My question is that when I call the final model of fit (fit$finalModel), it says it made 500 total trees (default and expected), however the number of variables tried at each split is 35. I know that will classification, the standard number of observations chosen for each split is the square root of the number of total predictors (therefore, should be sqrt(60) = 7.7, call it 8).
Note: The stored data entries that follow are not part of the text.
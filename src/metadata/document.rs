//! Opaque OIDC discovery document.

// crates.io
use serde_json::{Map, Value};
// self
use crate::{_prelude::*, error::DiscoveryError};

/// Discovery document keyed by OIDC property name (`issuer`, `authorization_endpoint`, ...).
///
/// Only string-valued properties are exposed through [`DiscoveryDocument::property`]; the raw
/// JSON stays reachable through [`DiscoveryDocument::get`] for capability lists and flags.
#[derive(Clone, Debug, Default, PartialEq, Serialize, Deserialize)]
#[serde(transparent)]
pub struct DiscoveryDocument(Map<String, Value>);
impl DiscoveryDocument {
	/// Parses a discovery response body; anything but a JSON object is rejected.
	pub fn from_slice(body: &[u8], status: u16) -> Result<Self, DiscoveryError> {
		let mut deserializer = serde_json::Deserializer::from_slice(body);

		serde_path_to_error::deserialize(&mut deserializer)
			.map_err(|source| DiscoveryError::Parse { source: Arc::new(source), status })
	}

	/// Looks up a string property; `null` counts as absent.
	pub fn property(&self, name: &str) -> Result<Option<&str>, DiscoveryError> {
		match self.0.get(name) {
			None | Some(Value::Null) => Ok(None),
			Some(Value::String(value)) => Ok(Some(value)),
			Some(_) => Err(DiscoveryError::InvalidProperty { name: name.to_owned() }),
		}
	}

	/// Returns the raw JSON value stored under `name`.
	pub fn get(&self, name: &str) -> Option<&Value> {
		self.0.get(name)
	}

	/// Inserts or replaces a property, returning the previous value.
	pub fn insert(&mut self, name: impl Into<String>, value: impl Into<Value>) -> Option<Value> {
		self.0.insert(name.into(), value.into())
	}

	/// Number of top-level properties.
	pub fn len(&self) -> usize {
		self.0.len()
	}

	/// Whether the document has no properties.
	pub fn is_empty(&self) -> bool {
		self.0.is_empty()
	}
}
impl<K, V> FromIterator<(K, V)> for DiscoveryDocument
where
	K: Into<String>,
	V: Into<Value>,
{
	fn from_iter<I: IntoIterator<Item = (K, V)>>(iter: I) -> Self {
		Self(iter.into_iter().map(|(k, v)| (k.into(), v.into())).collect())
	}
}
//! # Research Orchestrator
//!
//! Turns a natural-language question into a cited Markdown report by planning
//! research steps, running them against web search and page fetching, and
//! iterating on each step until its evidence is good enough.
//!
//! ## Features
//!
//! - **Dependency-aware scheduling**: independent steps run in parallel batches,
//!   synthesis steps wait for earlier work
//! - **Quality convergence**: each step is scored and re-queried for its gaps,
//!   bounded by an iteration cap and a diminishing-returns rule
//! - **Credential rotation**: rate-limited keys are retired and the next key or
//!   provider takes over
//! - **Source cache**: extracted page text from trusted domains is kept in SQLite
//!   with a TTL
//! - **Checkpoints**: runs can be resumed after a crash without refetching pages
//!
//! ## Architecture
//!
//! ```text
//! CLI → ResearchEngine → Planner → Scheduler → StepExecutor ─┬─ SearchChain (Google → Tavily)
//!                                                            ├─ HttpFetcher (HTML / PDF)
//!                                                            └─ GeneratorChain (primary → secondary)
//!                  ↓
//!            SQLite (checkpoints, source cache, run history)
//! ```
//!
//! ## Example
//!
//! ```ignore
//! use std::sync::Arc;
//! use research_orchestrator::{Config, ResearchEngine};
//! use research_orchestrator::fetch::HttpFetcher;
//! use research_orchestrator::providers::{build_generator, build_search};
//! use research_orchestrator::storage::SqliteStorage;
//!
//! #[tokio::main]
//! async fn main() -> Result<(), Box<dyn std::error::Error>> {
//!     let config = Config::from_env()?;
//!     let storage = SqliteStorage::new(&config.database).await?;
//!     let engine = ResearchEngine::new(
//!         Arc::new(build_generator(&config)?),
//!         Arc::new(build_search(&config)?),
//!         Arc::new(HttpFetcher::new()?),
//!         storage,
//!         config.research.clone(),
//!     );
//!     let output = engine.execute("How does the Tokio scheduler work?").await?;
//!     println!("{}", output.report);
//!     Ok(())
//! }
//! ```

#![warn(missing_docs)]

/// SQLite-backed source cache for extracted page text.
pub mod cache;
/// Resumable run checkpoints.
pub mod checkpoint;
/// Command-line interface commands.
pub mod cli;
/// Configuration management.
pub mod config;
/// Error types and result aliases for the application.
pub mod error;
/// Page fetching and HTML/PDF text extraction.
pub mod fetch;
/// System prompts for every generation task.
pub mod prompts;
/// Text-generation and search providers.
pub mod providers;
/// Planning, scheduling, step execution and report assembly.
pub mod research;
/// Credential pools with rate-limit rotation.
pub mod rotation;
/// SQLite storage layer for persistence.
pub mod storage;

pub use config::Config;
pub use error::{AppError, AppResult};
pub use research::{ResearchEngine, ResearchOutput};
Could this be the problem??
I'm confused on whether there is something wrong with my model or my data cleaning, etc.
set.seed(10000)
fitControl <- trainControl(method = "cv", number = 5)
fit <- train(y ~ ., data = training, method = "rf", trControl = fitControl)
fit$finalModel
Call:
randomForest(x = x, y = y, mtry = param$mtry)
Type of random forest: classification
Number of trees: 500
No. of variables tried at each split: 41
OOB estimate of error rate: 0.01%
Use of Random Forest for final project for the Johns Hopkins Practical Machine Learning course on Coursera will generate the same prediction for all 20 test cases for the quiz if students fail to remove independent variables that have more than 50% NA values.
SOLUTION: remove variables that have a high proportion of missing values from the model.
Related
I have an assignment to create a regression model using leave-one-out cross validation.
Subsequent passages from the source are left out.